Sunday, June 20, 2004


Bittersweet hope for secularism
G.S. Cheema

Will Secular India Survive?
edited by Mushirul Hasan.
ImprintOne, Gurgaon. Pages 399.

The book details the steadily worsening conditions of minorities, especially Muslims, in India
The book details the steadily worsening conditions of minorities, especially Muslims, in India

This book was received shortly before the recent parliamentary elections. The timing of its publication and its provocative title seemed to have the then forthcoming polls in view, hence the reviewer decided to await the results. Against all expectations, the BJP and its allies lost, and secular India appears to have survived, at least for the time being. Recently, the President, in his capacity as the Visitor of Jamia Millia Islamia, approved the appointment of Prof Mushirul Hasan, editor of the book, as the Vice-Chancellor of the university. I am far from suggesting that Hasan had anything so mundane in mind when he set about putting this book together (his academic credentials are impeccable, and the contributors are all eminent scholars), but rarely has a book been so propitious for its author.

The essays are about the steadily worsening condition of the minorities, particularly the Indian Muslims, for the others receive only passing mention. The subcontinent’s turbulent history is usually held responsible for most of our problems. Both Hindus and Muslims, observes Amitava Kumar, see themselves as the sufferers in a self-defeating narrative of victimisation. Indian historiography, too often propagandist, is partly to blame. The modern "saffron" school is only the latest of many such biased schools. Hopefully, they will have suffered a setback with the recent election results, but who knows how long the present phase will last?

The Congress party’s own stand on secularism has been, at best, ambiguous. As Martha Nussbaum points out, Indian secularism is quite different from the American version. The Indian state, instead of being neutral in religious matters, respects all faiths and creeds. The four main religions are recognised. The state patronises them and protects their right to have their own personal laws. It occasionally intervenes on their behalf, as it did in the Shah Bano case. Such interventions are usually seen as " of one or the other community, and the state tries to play a balancing role by further interventions in favour of others. For instance, after the Shah Bano case, the ostensibly secular Congress Government of the day allowed the locks of the Babari Masjid (locked since 1947) to be opened, with all the horrendous consequences that followed.

Even during the freedom struggle, there were many Congress leaders who would have met the RSS at least halfway. For many of them, getting the British out came first and the question of Muslims afterwards. Such elements still persist. And for entirely different reasons, at the time of the Ayodhya crisis, cynics like Narasimha Rao were ready to compromise with communalism and close one eye. Every political party has its goondas and mass murderers, and the Congress is not blameless in the matter.

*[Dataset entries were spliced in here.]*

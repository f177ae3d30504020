// Maps a tool invocation onto exactly one Airflow REST call

use crate::tools::registry::{self, ParamLocation, ParamSpec, ToolSpec};
use airflow_sdk::{AirflowClient, AirflowError, ClientConfig, Method};
use serde_json::{Map, Value};
use std::sync::Arc;
use tracing::debug;

#[derive(Debug, thiserror::Error)]
pub enum DispatchError {
    #[error("Unknown tool: {0}")]
    UnknownTool(String),

    #[error("Operation '{0}' not permitted in read-only mode")]
    PermissionDenied(String),

    #[error("Missing required argument '{argument}' for tool '{tool}'")]
    MissingArgument { tool: String, argument: String },

    #[error(transparent)]
    Upstream(#[from] AirflowError),
}

/// A fully resolved upstream request.
#[derive(Debug, Clone, PartialEq)]
pub struct UpstreamCall {
    pub method: Method,
    /// Path segments below the API prefix, ids kept whole.
    pub segments: Vec<String>,
    pub query: Vec<(String, String)>,
    pub body: Option<Value>,
}

impl UpstreamCall {
    /// Resolve a tool's arguments against its table entry, applying defaults.
    pub fn plan(spec: &ToolSpec, arguments: &Map<String, Value>) -> Result<Self, DispatchError> {
        let mut segments: Vec<String> = spec
            .path
            .split('/')
            .filter(|s| !s.is_empty())
            .map(str::to_string)
            .collect();
        let mut query = Vec::new();
        let mut body = Map::new();

        for (key, literal) in spec.fixed_body {
            body.insert(key.to_string(), literal.to_value());
        }

        for param in spec.params {
            let Some(value) = resolve(spec, param, arguments)? else {
                continue;
            };
            match param.location {
                ParamLocation::Path => {
                    let segment = scalar_text(&value);
                    if segment.is_empty() {
                        return Err(missing(spec, param));
                    }
                    let placeholder = format!("{{{}}}", param.name);
                    for slot in segments.iter_mut().filter(|s| **s == placeholder) {
                        slot.clone_from(&segment);
                    }
                }
                ParamLocation::Query => query.push((param.name.to_string(), scalar_text(&value))),
                // An empty `conf` means no conf at all.
                ParamLocation::Body if is_empty_object(&value) => {}
                ParamLocation::Body => {
                    body.insert(param.name.to_string(), value);
                }
            }
        }

        let has_body = !spec.fixed_body.is_empty()
            || spec.params.iter().any(|p| p.location == ParamLocation::Body);

        Ok(Self {
            method: spec.verb.into(),
            segments,
            query,
            body: has_body.then_some(Value::Object(body)),
        })
    }

    /// Slash-joined path, for logs.
    pub fn path(&self) -> String {
        format!("/{}", self.segments.join("/"))
    }
}

fn is_empty_object(value: &Value) -> bool {
    value.as_object().is_some_and(Map::is_empty)
}

/// Argument value, falling back to the declared default. Explicit `null`
/// counts as absent.
fn resolve(
    spec: &ToolSpec,
    param: &ParamSpec,
    arguments: &Map<String, Value>,
) -> Result<Option<Value>, DispatchError> {
    match arguments.get(param.name) {
        Some(value) if !value.is_null() => Ok(Some(value.clone())),
        _ => match param.default {
            Some(default) => Ok(Some(default.to_value())),
            None if param.required => Err(missing(spec, param)),
            None => Ok(None),
        },
    }
}

fn missing(spec: &ToolSpec, param: &ParamSpec) -> DispatchError {
    DispatchError::MissingArgument {
        tool: spec.name.to_string(),
        argument: param.name.to_string(),
    }
}

fn scalar_text(value: &Value) -> String {
    match value {
        Value::String(s) => s.clone(),
        other => other.to_string(),
    }
}

/// Executes tools against Airflow under the configured access level.
#[derive(Debug, Clone)]
pub struct Dispatcher {
    config: Arc<ClientConfig>,
}

impl Dispatcher {
    pub fn new(config: Arc<ClientConfig>) -> Self {
        Self { config }
    }

    /// Find the tool and check the access gate. Never touches the network.
    pub fn authorize(&self, name: &str) -> Result<&'static ToolSpec, DispatchError> {
        let spec = registry::find(name).ok_or_else(|| DispatchError::UnknownTool(name.to_string()))?;
        if spec.is_write() && !self.config.access_level().allows_writes() {
            return Err(DispatchError::PermissionDenied(name.to_string()));
        }
        Ok(spec)
    }

    /// Run one tool and return the decoded Airflow response.
    pub async fn execute(&self, name: &str, arguments: &Value) -> Result<Value, DispatchError> {
        let spec = self.authorize(name)?;

        let empty = Map::new();
        let arguments = arguments.as_object().unwrap_or(&empty);
        let call = UpstreamCall::plan(spec, arguments)?;
        debug!(tool = name, method = %call.method, path = %call.path(), "dispatching tool");

        // One client per call, released when this scope ends on any path.
        let client = AirflowClient::new(self.config.clone())?;
        let result = client
            .request(call.method, &call.segments, &call.query, call.body.as_ref())
            .await?;
        Ok(result)
    }
}

#[cfg(test)]
mod tests {
    use super::*;
    use airflow_sdk::AccessLevel;
    use serde_json::json;
    use wiremock::matchers::{body_json, method, path, query_param};
    use wiremock::{Mock, MockServer, ResponseTemplate};

    fn dispatcher(base_url: &str, access_level: AccessLevel) -> Dispatcher {
        let config = ClientConfig::builder()
            .base_url(base_url)
            .username("airflow")
            .password("airflow")
            .access_level(access_level)
            .build()
            .unwrap();
        Dispatcher::new(Arc::new(config))
    }

    fn plan(name: &str, arguments: Value) -> Result<UpstreamCall, DispatchError> {
        let spec = registry::find(name).unwrap();
        UpstreamCall::plan(spec, arguments.as_object().unwrap())
    }

    #[test]
    fn test_plan_applies_query_defaults() {
        let call = plan("list_dags", json!({"limit": 5})).unwrap();
        assert_eq!(call.method, Method::GET);
        assert_eq!(call.path(), "/dags");
        assert_eq!(
            call.query,
            vec![
                ("limit".to_string(), "5".to_string()),
                ("offset".to_string(), "0".to_string())
            ]
        );
        assert_eq!(call.body, None);
    }

    #[test]
    fn test_plan_substitutes_path_and_default_try_number() {
        let call = plan(
            "get_task_logs",
            json!({"dag_id": "etl", "dag_run_id": "manual__1", "task_id": "extract"}),
        )
        .unwrap();
        assert_eq!(
            call.path(),
            "/dags/etl/dagRuns/manual__1/taskInstances/extract/logs/1"
        );
        assert!(call.query.is_empty());
    }

    #[test]
    fn test_plan_missing_required_argument() {
        match plan("get_dag", json!({})) {
            Err(DispatchError::MissingArgument { tool, argument }) => {
                assert_eq!(tool, "get_dag");
                assert_eq!(argument, "dag_id");
            }
            other => panic!("Expected MissingArgument, got {:?}", other),
        }

        assert!(matches!(
            plan("get_dag", json!({"dag_id": ""})),
            Err(DispatchError::MissingArgument { .. })
        ));
        assert!(matches!(
            plan("set_variable", json!({"key": "k"})),
            Err(DispatchError::MissingArgument { .. })
        ));
    }

    #[test]
    fn test_plan_bodies() {
        let call = plan("pause_dag", json!({"dag_id": "etl"})).unwrap();
        assert_eq!(call.method, Method::PATCH);
        assert_eq!(call.body, Some(json!({"is_paused": true})));

        let call = plan("trigger_dag", json!({"dag_id": "etl"})).unwrap();
        assert_eq!(call.path(), "/dags/etl/dagRuns");
        assert_eq!(call.body, Some(json!({})));

        let call = plan("trigger_dag", json!({"dag_id": "etl", "conf": {}})).unwrap();
        assert_eq!(call.body, Some(json!({})));

        let call = plan("trigger_dag", json!({"dag_id": "etl", "conf": {"date": "2024-01-01"}})).unwrap();
        assert_eq!(call.body, Some(json!({"conf": {"date": "2024-01-01"}})));

        let call = plan("set_variable", json!({"key": "env", "value": "prod"})).unwrap();
        assert_eq!(
            call.body,
            Some(json!({"key": "env", "value": "prod", "description": ""}))
        );
    }

    #[test]
    fn test_plan_keeps_slash_inside_id() {
        let call = plan("get_variable", json!({"key": "team/env"})).unwrap();
        assert_eq!(call.segments, vec!["variables".to_string(), "team/env".to_string()]);

        let call = plan(
            "get_task_instances",
            json!({"dag_id": "etl", "dag_run_id": "manual__2024/01"}),
        )
        .unwrap();
        assert_eq!(
            call.segments,
            vec!["dags", "etl", "dagRuns", "manual__2024/01", "taskInstances"]
        );
    }

    #[test]
    fn test_authorize() {
        let read_only = dispatcher("http://localhost:8080", AccessLevel::ReadOnly);
        assert!(read_only.authorize("list_dags").is_ok());
        assert!(matches!(
            read_only.authorize("trigger_dag"),
            Err(DispatchError::PermissionDenied(_))
        ));
        assert!(matches!(
            read_only.authorize("drop_everything"),
            Err(DispatchError::UnknownTool(_))
        ));

        let full = dispatcher("http://localhost:8080", AccessLevel::Full);
        assert!(full.authorize("trigger_dag").is_ok());
    }

    #[tokio::test]
    async fn test_execute_list_dags() {
        let server = MockServer::start().await;

        Mock::given(method("GET"))
            .and(path("/api/v1/dags"))
            .and(query_param("limit", "5"))
            .and(query_param("offset", "0"))
            .respond_with(
                ResponseTemplate::new(200)
                    .set_body_json(json!({"dags": [{"dag_id": "etl"}], "total_entries": 1})),
            )
            .expect(1)
            .mount(&server)
            .await;

        let dispatcher = dispatcher(&server.uri(), AccessLevel::Full);
        let result = dispatcher.execute("list_dags", &json!({"limit": 5})).await.unwrap();
        assert_eq!(result["total_entries"], 1);
    }

    #[tokio::test]
    async fn test_write_denied_without_upstream_call() {
        let server = MockServer::start().await;

        Mock::given(method("POST"))
            .respond_with(ResponseTemplate::new(200).set_body_json(json!({})))
            .expect(0)
            .mount(&server)
            .await;

        let dispatcher = dispatcher(&server.uri(), AccessLevel::ReadOnly);
        let err = dispatcher
            .execute("trigger_dag", &json!({"dag_id": "x"}))
            .await
            .unwrap_err();

        assert!(matches!(err, DispatchError::PermissionDenied(_)));
        assert!(err.to_string().contains("not permitted in read-only mode"));
    }

    #[tokio::test]
    async fn test_execute_set_variable() {
        let server = MockServer::start().await;

        Mock::given(method("POST"))
            .and(path("/api/v1/variables"))
            .and(body_json(json!({"key": "env", "value": "prod", "description": "stage"})))
            .respond_with(ResponseTemplate::new(200).set_body_json(json!({"key": "env", "value": "prod"})))
            .expect(1)
            .mount(&server)
            .await;

        let dispatcher = dispatcher(&server.uri(), AccessLevel::Full);
        let result = dispatcher
            .execute(
                "set_variable",
                &json!({"key": "env", "value": "prod", "description": "stage"}),
            )
            .await
            .unwrap();
        assert_eq!(result["value"], "prod");
    }

    #[tokio::test]
    async fn test_execute_encodes_slash_in_variable_key() {
        let server = MockServer::start().await;

        Mock::given(method("DELETE"))
            .and(path("/api/v1/variables/team%2Fenv"))
            .respond_with(ResponseTemplate::new(204))
            .expect(1)
            .mount(&server)
            .await;

        let dispatcher = dispatcher(&server.uri(), AccessLevel::Full);
        let result = dispatcher
            .execute("delete_variable", &json!({"key": "team/env"}))
            .await
            .unwrap();
        assert_eq!(result, Value::Null);
    }

    #[tokio::test]
    async fn test_execute_trigger_with_empty_conf() {
        let server = MockServer::start().await;

        Mock::given(method("POST"))
            .and(path("/api/v1/dags/etl/dagRuns"))
            .and(body_json(json!({})))
            .respond_with(ResponseTemplate::new(200).set_body_json(json!({"dag_run_id": "manual__1"})))
            .expect(1)
            .mount(&server)
            .await;

        let dispatcher = dispatcher(&server.uri(), AccessLevel::Full);
        let result = dispatcher
            .execute("trigger_dag", &json!({"dag_id": "etl", "conf": {}}))
            .await
            .unwrap();
        assert_eq!(result["dag_run_id"], "manual__1");
    }

    #[tokio::test]
    async fn test_execute_null_arguments() {
        let server = MockServer::start().await;

        Mock::given(method("GET"))
            .and(path("/api/v1/health"))
            .respond_with(ResponseTemplate::new(200).set_body_json(json!({"scheduler": {"status": "healthy"}})))
            .mount(&server)
            .await;

        let dispatcher = dispatcher(&server.uri(), AccessLevel::ReadOnly);
        let result = dispatcher.execute("get_health", &Value::Null).await.unwrap();
        assert_eq!(result["scheduler"]["status"], "healthy");
    }

    #[tokio::test]
    async fn test_execute_upstream_failure() {
        let server = MockServer::start().await;

        Mock::given(method("GET"))
            .and(path("/api/v1/dags/missing"))
            .respond_with(ResponseTemplate::new(404).set_body_string("DAG not found"))
            .mount(&server)
            .await;

        let dispatcher = dispatcher(&server.uri(), AccessLevel::ReadOnly);
        let err = dispatcher
            .execute("get_dag", &json!({"dag_id": "missing"}))
            .await
            .unwrap_err();

        match err {
            DispatchError::Upstream(AirflowError::Upstream { status, .. }) => assert_eq!(status, 404),
            other => panic!("Expected upstream error, got {:?}", other),
        }
    }
}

After the political revolution of the 19th century, the dispossessed Muslim elites turned inwards in search of an explanation for their eclipse, observes Satish Saberwal. Wahabism, Syed Ahmad Barelvi and the Oar-ul-Uloom of Oeoband were the response to this quest. Among the Punjabi Hindus the Arya Samaj took root. These movements sought to provide easy answers, urging a return to fundamentals, and reinforcing exclusive religious identities. Even Sir Syed Ahmad Khan, undoubtedly a progressive, had to cede to the Ulema of Oeoband ideological control over the institution of his dreams at Aligarh, before the Muslim gentry would open their purse strings for his project. The shared spaces between the two communities were becoming smaller.

The sad history of the Minorities Commission has been detailed by one of its former chairmen. The retreat of the state from education and the poor funding of Urdu medium schools have led to the proliferation of madrasas with poorly paid teachers, following an obsolete syllabus. Since Muslims anyway feel discriminated against in matters of employment — and undeniably, their share in government services has steeply declined after Partition — this is not considered important. It is enough that they teach Urdu and sufficient Arabic to enable their pupils to read the Koran and be "good Muslims"— whatever that may mean.

Dipankar Gupta’s essay makes a more generalised study of terrorist movements among minorities. He includes in his ambit Sikh, Tamil and Palestinian terrorism. He explains its genesis and points out how in spite of the long history of "communal riots", in which the minorities (mostly Muslims) have invariably been at the receiving end, one is hard put to find a single example of successful prosecution of the majority community for murder, arson, rape, etc.

All in all the essays present a grim outlook, but with one’s morale bolstered by the results of the recent general elections (whatever the reasons for the defeat of the BJP and its allies), one can say that hope is not yet entirely lost. India has an infinite capacity for springing surprises, and Hasan Suroor, whose bittersweet piece is the concluding essay, strikes a small note of hope.

While there has been a definite deterioration in the political climate after the events at Ayodhya, he observes, India is not yet a Hindu version of Pakistan and — if one may add — may it never be.